他会跟我一起进澡盆吧,会在水里亲吻我吧,会用粗糙的手掌抚摸我吧……
小四又进来了,把我抱起:“去洗澡罗,没有柑橘枝和玫瑰,将就一下吧?”
我揽着他,悄悄朝他耳后吹起,他拍我:“不要调皮。”
又是大木桶,桶的内外却各有条高凳,他把我放下:“天气凉,别贪玩,不要睡着了,我在外面,有什么事就叫我。”
外面?呜!
再次躺到床上,神清气爽。小四依然一手揽峰一手探谷,睡了。
很想确定刚才体内的暖流是不是错觉,我把唇放到他的嘴上,熟睡的人居然一张口把我的唇吸了进去,我轻笑,吐舌邀请。他卖力地勾着我的舌,口里热汁汹涌流到我这边,我知道他动情了,伸手去摸他,他一把抓住我:“你还没准备好。”
你怎么知道?我傻傻地摸自己,果然。可我已经动情了啊,我已经喜欢上你的吻了!
我动手扯他的衣服:“或许看见你的宝贝,我就能湿起来。”
他闭上眼:“不早了,休息吧。”
我有些尴尬,即便是情人,被拒绝也是很没面子的。
一点一点把手探过去,我就不信你真想休息。在那个本该搭起小帐篷的地方,一马平川。有没搞错?再摸,确实像草原一样平坦。真是时过境迁,以前我一个眼神都能让它狂跳不止,莫不是用进废退,太久没用退化了?不对,再没反应也不该像草原一样平坦啊,至少要有大腿的轮廓吧。
我猛地坐起来,吓得他也跳起来:“怎么了?怎么了?”
我邪笑:“把衣服脱了。”
他慌了,揽着我往床上躺,我捶他:“脱不脱?”
他箍紧我:“宝宝,好好休息。”
“不,”我刁蛮地扭着身子,“我要看看你玩什么把戏。”
“宝宝——”
我吻上去,舔他的上颚,听到他咕噜吞咽口水的声音;顶他的牙,发现他猛吸冷气;我绕上他的舌,他一翻身把我压在身下。

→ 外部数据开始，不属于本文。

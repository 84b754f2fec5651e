//! Core domain model for serializer: stories, change history, tracked-field diffing.

use std::fmt;
use std::time::{Duration, Instant};

use chrono::{DateTime, Utc};
use serde::{Deserialize, Serialize};
use uuid::Uuid;

pub mod links;

pub const CRATE_NAME: &str = "serializer-core";

/// Source name of the Hacker News adapter.
pub const SOURCE_HACKERNEWS: &str = "hackernews";

/// Source-defined story categories plus the `Unknown` sentinel.
#[derive(Debug, Clone, Copy, PartialEq, Eq, Hash, Serialize, Deserialize, Default)]
#[serde(rename_all = "snake_case")]
pub enum StoryType {
    Story,
    AskHn,
    ShowHn,
    Job,
    Poll,
    #[default]
    Unknown,
}

impl StoryType {
    pub fn as_str(&self) -> &'static str {
        match self {
            Self::Story => "story",
            Self::AskHn => "ask_hn",
            Self::ShowHn => "show_hn",
            Self::Job => "job",
            Self::Poll => "poll",
            Self::Unknown => "unknown",
        }
    }

    /// Lenient parse; anything unrecognised maps to `Unknown`.
    pub fn parse(value: &str) -> Self {
        match value.trim().to_ascii_lowercase().as_str() {
            "story" => Self::Story,
            "ask_hn" => Self::AskHn,
            "show_hn" => Self::ShowHn,
            "job" => Self::Job,
            "poll" => Self::Poll,
            _ => Self::Unknown,
        }
    }
}

impl fmt::Display for StoryType {
    fn fmt(&self, f: &mut fmt::Formatter<'_>) -> fmt::Result {
        f.write_str(self.as_str())
    }
}

/// A content item tracked from a source.
///
/// `(source, ref_id)` is the natural key and never changes after creation.
#[derive(Debug, Clone, PartialEq, Eq, Serialize, Deserialize)]
pub struct Story {
    pub id: i64,
    pub source: String,
    pub ref_id: String,
    pub url: String,
    pub title: String,
    pub author: String,
    pub story_type: StoryType,
    pub score: i64,
    pub num_comments: i64,
    pub deleted: bool,
    pub published_at: DateTime<Utc>,
    pub created_at: DateTime<Utc>,
    pub updated_at: DateTime<Utc>,
    pub last_seen_at: DateTime<Utc>,
}

impl Story {
    pub fn tracked(&self) -> TrackedValues {
        TrackedValues {
            url: self.url.clone(),
            title: self.title.clone(),
            story_type: self.story_type,
            score: self.score,
            num_comments: self.num_comments,
            deleted: self.deleted,
        }
    }
}

/// Item as returned by a source adapter, before reconciliation.
#[derive(Debug, Clone, PartialEq, Eq, Serialize, Deserialize)]
pub struct ExternalItem {
    pub source: String,
    pub ref_id: String,
    pub url: String,
    pub title: String,
    pub author: String,
    pub story_type: StoryType,
    pub score: i64,
    pub num_comments: i64,
    pub published_at: DateTime<Utc>,
}

impl ExternalItem {
    /// Items coming from a source are live by definition.
    pub fn tracked(&self) -> TrackedValues {
        TrackedValues {
            url: self.url.clone(),
            title: self.title.clone(),
            story_type: self.story_type,
            score: self.score,
            num_comments: self.num_comments,
            deleted: false,
        }
    }
}

/// Insert payload for a story observed for the first time.
#[derive(Debug, Clone, PartialEq, Eq)]
pub struct NewStory {
    pub source: String,
    pub ref_id: String,
    pub url: String,
    pub title: String,
    pub author: String,
    pub story_type: StoryType,
    pub score: i64,
    pub num_comments: i64,
    pub published_at: DateTime<Utc>,
    pub created_at: DateTime<Utc>,
}

impl NewStory {
    pub fn from_item(item: &ExternalItem, now: DateTime<Utc>) -> Self {
        Self {
            source: item.source.clone(),
            ref_id: item.ref_id.clone(),
            url: item.url.clone(),
            title: item.title.clone(),
            author: item.author.clone(),
            story_type: item.story_type,
            score: item.score,
            num_comments: item.num_comments,
            published_at: item.published_at,
            created_at: now,
        }
    }
}

/// New values written by an update; also sets `updated_at` (and optionally `last_seen_at`).
#[derive(Debug, Clone, PartialEq, Eq)]
pub struct StoryUpdate {
    pub values: TrackedValues,
    pub updated_at: DateTime<Utc>,
    pub last_seen_at: Option<DateTime<Utc>>,
}

/// Snapshot of the tracked fields of a story or an external item.
#[derive(Debug, Clone, PartialEq, Eq, Serialize, Deserialize)]
pub struct TrackedValues {
    pub url: String,
    pub title: String,
    pub story_type: StoryType,
    pub score: i64,
    pub num_comments: i64,
    pub deleted: bool,
}

/// The exhaustive set of fields whose changes are recorded in history.
#[derive(Debug, Clone, Copy, PartialEq, Eq, Hash, Serialize, Deserialize)]
pub enum TrackedField {
    Score,
    NumComments,
    Url,
    Title,
    Deleted,
    Type,
}

impl TrackedField {
    /// Field-check order; change records of one pass are emitted in this order.
    pub const ALL: [TrackedField; 6] = [
        TrackedField::Score,
        TrackedField::NumComments,
        TrackedField::Url,
        TrackedField::Title,
        TrackedField::Deleted,
        TrackedField::Type,
    ];

    pub fn name(&self) -> &'static str {
        match self {
            Self::Score => "score",
            Self::NumComments => "num_comments",
            Self::Url => "url",
            Self::Title => "title",
            Self::Deleted => "deleted",
            Self::Type => "type",
        }
    }

    pub fn read(&self, values: &TrackedValues) -> String {
        match self {
            Self::Score => values.score.to_string(),
            Self::NumComments => values.num_comments.to_string(),
            Self::Url => values.url.clone(),
            Self::Title => values.title.clone(),
            Self::Deleted => values.deleted.to_string(),
            Self::Type => values.story_type.as_str().to_string(),
        }
    }
}

#[derive(Debug, Clone, PartialEq, Eq, Serialize)]
pub struct FieldChange {
    pub field: TrackedField,
    pub old_val: String,
    pub new_val: String,
}

impl FieldChange {
    pub fn into_record(self, story_id: i64) -> NewChangeRecord {
        NewChangeRecord {
            story_id,
            field: self.field.name().to_string(),
            old_val: self.old_val,
            new_val: self.new_val,
        }
    }
}

/// Exact string comparison of every tracked field, in field-check order.
pub fn diff(old: &TrackedValues, new: &TrackedValues) -> Vec<FieldChange> {
    TrackedField::ALL
        .iter()
        .filter_map(|field| {
            let old_val = field.read(old);
            let new_val = field.read(new);
            (old_val != new_val).then_some(FieldChange {
                field: *field,
                old_val,
                new_val,
            })
        })
        .collect()
}

/// Immutable audit entry for one changed field.
#[derive(Debug, Clone, PartialEq, Eq, Serialize, Deserialize)]
pub struct ChangeRecord {
    pub id: i64,
    pub story_id: i64,
    pub field: String,
    pub old_val: String,
    pub new_val: String,
    pub created_at: DateTime<Utc>,
}

#[derive(Debug, Clone, PartialEq, Eq, Serialize)]
pub struct NewChangeRecord {
    pub story_id: i64,
    pub field: String,
    pub old_val: String,
    pub new_val: String,
}

/// Per-run context threaded through every adapter and store call.
#[derive(Debug, Clone)]
pub struct RunContext {
    pub run_id: Uuid,
    /// Run timestamp used for every write of the run.
    pub now: DateTime<Utc>,
    deadline: Option<Instant>,
}

impl RunContext {
    pub fn new(timeout: Option<Duration>) -> Self {
        Self::at(Utc::now(), timeout)
    }

    pub fn at(now: DateTime<Utc>, timeout: Option<Duration>) -> Self {
        Self {
            run_id: Uuid::new_v4(),
            now,
            deadline: timeout.map(|t| Instant::now() + t),
        }
    }

    pub fn deadline(&self) -> Option<Instant> {
        self.deadline
    }

    pub fn expired(&self) -> bool {
        self.deadline.is_some_and(|d| Instant::now() >= d)
    }

    /// Time left before the deadline; `None` when the run is unbounded.
    pub fn remaining(&self) -> Option<Duration> {
        self.deadline
            .map(|d| d.saturating_duration_since(Instant::now()))
    }
}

他迷乱地抚摸我,我告诉自己配合配合,他却忽然停下了:“亦秀,不要,我们慢慢来,你有病。”
这话怎么听怎么别扭。他也发觉了,嘿嘿傻笑:“能明说过,你怕男体,我……”
“你做了什么?”我心疼地抚摸着那“一马平川”。
他跪在床上脱下衣服,露出被宽布裹紧的下身。
“它一见到你就不听我的话,我怕控制不住,所以关它禁闭了。”
我流着泪问:“我替它求个情可以吗?”
他默默地解开束缚,一圈又一圈。当那个宝贝扬眉吐气地弹跳出来时,我只觉得眼前一花。倚杰洞悉一切的眼神,强硬的火棍,被鲜血染红的毛毯,我那痛到麻木的下身……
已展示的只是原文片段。